Resilienza è un termine diventato “di moda” negli ultimi anni. Una parola usata e abusata in ogni aspetto della nostra vita, con un intrinseco riferimento anche a decisioni politiche, sociali ed economiche. Per quel che riguarda il mondo della tecnologia, si è spesso parlato di resilienza informatica, con promesse che si sono perse nell’enorme calderone dei “vorrei, ma non posso” (o “potrei, ma non voglio”). Sta di fatto che oggi il mondo intero ha l’occasione di fermarsi e riflettere sul futuro della dipendenza – in ogni aspetto della nostra vita – dai prodotti e servizi offerti “generosamente” dalle aziende Big Tech. Il punto di partenza di quest’analisi sul dove siamo e dove vogliamo realmente andare è rappresentato dal bug di CrowdStrike che ha paralizzato l’intero globo.

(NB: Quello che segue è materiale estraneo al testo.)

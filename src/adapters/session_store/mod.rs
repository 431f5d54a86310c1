//! Live session registry and its background sweeper.

mod in_memory;
mod sweeper;

pub use in_memory::{InMemorySessionStore, SessionStoreConfig};
pub use sweeper::{SessionSweeper, SweeperConfig, SweeperHandle};
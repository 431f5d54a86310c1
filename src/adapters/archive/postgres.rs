//! PostgreSQL implementation of SessionArchiveRepository.
//!
//! One row per finished game. Summary columns are queryable; the full
//! snapshot (players, ranking, per-slide submissions) is stored as JSONB.

use async_trait::async_trait;
use sqlx::PgPool;

use crate::domain::foundation::{DomainError, ErrorCode};
use crate::domain::game::ArchivedSession;
use crate::ports::SessionArchiveRepository;

#[derive(Clone)]
pub struct PostgresArchiveRepository {
    pool: PgPool,
}

impl PostgresArchiveRepository {
    pub fn new(pool: PgPool) -> Self {
        Self { pool }
    }
}

#[async_trait]
impl SessionArchiveRepository for PostgresArchiveRepository {
    async fn archive_session(&self, archive: &ArchivedSession) -> Result<bool, DomainError> {
        let snapshot = serde_json::to_value(archive).map_err(|e| {
            DomainError::new(
                ErrorCode::InternalError,
                format!("Failed to serialize archived session: {}", e),
            )
        })?;

        let winner = archive
            .ranking
            .iter()
            .find(|entry| entry.rank == 1)
            .map(|entry| entry.player_id.as_uuid().to_owned());

        let result = sqlx::query(
            r#"
            INSERT INTO game_archives (
                session_id, host_id, kahoot_id, pin, player_count,
                winner_player_id, started_at, completed_at, snapshot
            ) VALUES ($1, $2, $3, $4, $5, $6, $7, $8, $9)
            ON CONFLICT (session_id) DO NOTHING
            "#,
        )
        .bind(archive.session_id.as_uuid())
        .bind(archive.host_id.as_str())
        .bind(archive.kahoot_id.as_uuid())
        .bind(&archive.pin)
        .bind(archive.players.len() as i32)
        .bind(winner)
        .bind(archive.times.started_at.as_datetime())
        .bind(archive.times.completed_at.map(|t| *t.as_datetime()))
        .bind(snapshot)
        .execute(&self.pool)
        .await
        .map_err(|e| {
            DomainError::new(
                ErrorCode::DatabaseError,
                format!("Failed to archive session: {}", e),
            )
        })?;

        Ok(result.rows_affected() == 1)
    }
}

Se è vero che “solamente” 8,5 milioni di pc Windows sono stati colpiti da questa falla nell’aggiornamento del software di sicurezza informatica (sì, fa già ridere così) Falcon Sensor, sono stati esponenzialmente più tangibili gli effetti. Basta che l’1% dei computer su cui “gira” il sistema operativo di Microsoft non funzioni per bloccare il mondo. Da venerdì scorso a oggi, non tutti i dispositivi sono tornati a funzionare correttamente, nonostante le istruzioni per rimuovere manualmente il bug e il tool reso disponibile nelle ultime ore. E c’è anche di più: parallelamente al caos generato da CrowdStrike, in rete si sono diffusi malware e campagne di phishing che sfruttano il caos generale per spingere gli utenti ad agire in modo tale da compromettere la propria sicurezza informatica.
E sullo sfondo ci sono i social. È bastata una “trovata” di un giornalista e debunker belga per dare vita alla più classica catena della disinformazione sui social (in particolare su X e Telegram). È bastato che un account si fingesse un uomo al primo giorno di lavoro in CrowdStrike e che fosse sua la responsabilità del bug nell’aggiornamento, per creare una bolla di condivisioni di un qualcosa che aveva solamente un intento ironico. Anche su questo dovremmo riflettere, dando il giusto peso alle dinamiche social e concentrandosi sui reali effetti della nostra dipendenza da Big Tech.